Mali-Tribune : Que faut-il en attendre du prochain sommet du G5 Sahel ?
Bréhima Mamadou Koné : Le sommet de N’djamena c’est pour permettre aux chefs d’Etat de légitimer leurs positions par rapport au maintien des troupes françaises au Sahel. Chaque chef d’Etat exprime le besoin du maintien des forces internationales. Il y a une certaine opinion publique française aujourd’hui qui n’est pas favorable au maintien des forces françaises au Sahel.
Nous voyons le sommet de N’djamena en 3 temps. D’abord pour une clarification de nos Etats par rapport au maintien ou non des troupes françaises au Sahel. Le deuxième cas de figure pourrait-être aussi la réduction des effectifs militaires comme demander par la ministre française des Armées. Le troisième scénario est que les chefs d’Etat vont demander à la France d’avoir plus de collaboration avec les armées du Sahel et que les opérations soient des opérations conjointes au lieu que l’armée française évolue en solo. Qu’il y ait plus de coordination et de synergie d’action entre les différentes armées, d’harmonisation et de partage des renseignements militaires. Je pense qu’il faut aller au-delà.
Mali-Tribune : A chaque fois qu’un sommet du G5 Sahel pointe à l’horizon, on constate une recrudescence des attaques. Qu’est-ce qui explique cela ?
BM. K.: Nous sommes dans une guerre inégale. Les groupes djihadistes sont des provocateurs. Chaque fois qu’il y a un sommet entre la France et les Etats sahéliens, il y a des attaques sporadiques parce que nous sommes dans une guerre asymétrique. Une manière pour dire que nos armées ne sont pas à la hauteur pour pouvoir les combattre.
Mali-Tribune La semaine passée, l’armée malienne a été prise pour cible dans une attaque meurtrière à Boni par des individus lourdement armés à bord de véhicules blindés. D’où viennent ces blindés ?
B. M K.: Cette question est très difficile à répondre de façon pragmatique. On ne sait pas en réalité quels sont les circuits d’approvisionnement des groupes terroristes en termes d’armement, d’alimentation et de liquidité. Maintenant il faut mettre des mécanismes structurants pour le contrôle des frontières. Là on peut contrôler l’ensemble des transactions financières qui leur permettent de payer leurs combattants.
Mali-Tribune : La semaine passée Lloyd Austin, le nouveau patron du Pentagone et la ministre des Armées françaises, Florence Parly, se sont entretenus sur un possible soutien américain au Sahel. Le Pentagone ne promet rien pour l’instant. Est-ce possible de voir l’armée américaine combattre aux côtés de l’armée française au Sahel ?

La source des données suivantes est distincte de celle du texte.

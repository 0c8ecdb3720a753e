//! Entries on a student's weekly calendar.

use std::fmt;

use crate::category::Category;
use crate::course::CourseInstance;
use crate::datetime::EventSchedule;
use crate::error::ValidationError;
use crate::location::Location;
use crate::registry::Catalog;

/// What an event stands for.
#[derive(Debug, Clone, Copy, PartialEq, Eq, Hash)]
pub enum EventKind {
    /// A registered course section, by CRN.
    Course { crn: u32 },
    /// A personal activity.
    Activity { category: Category },
}

/// A recurring weekly calendar entry.
#[derive(Debug, Clone, PartialEq, Eq)]
pub struct Event {
    title: String,
    schedule: EventSchedule,
    location: Option<Location>,
    observes_holiday: bool,
    kind: EventKind,
}

impl Event {
    pub fn new(
        title: impl Into<String>,
        schedule: EventSchedule,
        location: Option<Location>,
        observes_holiday: bool,
        kind: EventKind,
    ) -> Result<Self, ValidationError> {
        let title = title.into();
        if title.is_empty() {
            return Err(ValidationError::EmptyField("event title"));
        }
        Ok(Self {
            title,
            schedule,
            location,
            observes_holiday,
            kind,
        })
    }

    pub fn activity(
        title: impl Into<String>,
        schedule: EventSchedule,
        location: Option<Location>,
        observes_holiday: bool,
        category: Category,
    ) -> Result<Self, ValidationError> {
        Self::new(
            title,
            schedule,
            location,
            observes_holiday,
            EventKind::Activity { category },
        )
    }

    /// Builds the calendar event for a registered course section.
    ///
    /// The title comes from the catalog entry the instance points at.
    /// Course events always observe holidays.
    pub fn for_course(instance: &CourseInstance, catalog: &Catalog) -> Result<Self, ValidationError> {
        let unavailable = |reason| ValidationError::CourseEventUnavailable {
            crn: instance.crn(),
            reason,
        };
        let description = catalog
            .get(instance.description_id())
            .ok_or_else(|| unavailable("no catalog entry for its course"))?;
        let schedule = instance
            .schedule()
            .cloned()
            .ok_or_else(|| unavailable("section has no meeting schedule"))?;
        Self::new(
            description.title(),
            schedule,
            instance.place().cloned(),
            true,
            EventKind::Course {
                crn: instance.crn(),
            },
        )
    }

    pub fn title(&self) -> &str {
        &self.title
    }

    pub fn schedule(&self) -> &EventSchedule {
        &self.schedule
    }

    pub fn location(&self) -> Option<&Location> {
        self.location.as_ref()
    }

    pub fn observes_holiday(&self) -> bool {
        self.observes_holiday
    }

    pub fn kind(&self) -> EventKind {
        self.kind
    }

    pub fn crn(&self) -> Option<u32> {
        match self.kind {
            EventKind::Course { crn } => Some(crn),
            EventKind::Activity { .. } => None,
        }
    }

    pub fn category(&self) -> Option<Category> {
        match self.kind {
            EventKind::Activity { category } => Some(category),
            EventKind::Course { .. } => None,
        }
    }
}

impl fmt::Display for Event {
    fn fmt(&self, f: &mut fmt::Formatter<'_>) -> fmt::Result {
        write!(f, "{} ({})", self.title, self.schedule)
    }
}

B M. K.: La France a la meilleure diplomatie au monde, mais la crise au Mali dépasse les capacités de la France. Il ne faut pas qu’on se leurre. Elle dépasse les capacités militaires et financières de la France. C’est pourquoi elle est en train de tout faire pour mobiliser l’Union européenne au chevet du Mali. Si elle n’arriverait pas, la France est obligée de se rabattre sur le Pentagone afin de pouvoir mobiliser les Américains pour pouvoir mener des opérations ensemble au niveau du Sahel. Les négociations sont en cours et nous sommes convaincus que cela aboutira à une vraie coopération entre la France et les Etats-Unis pour combattre les terroristes au Sahel.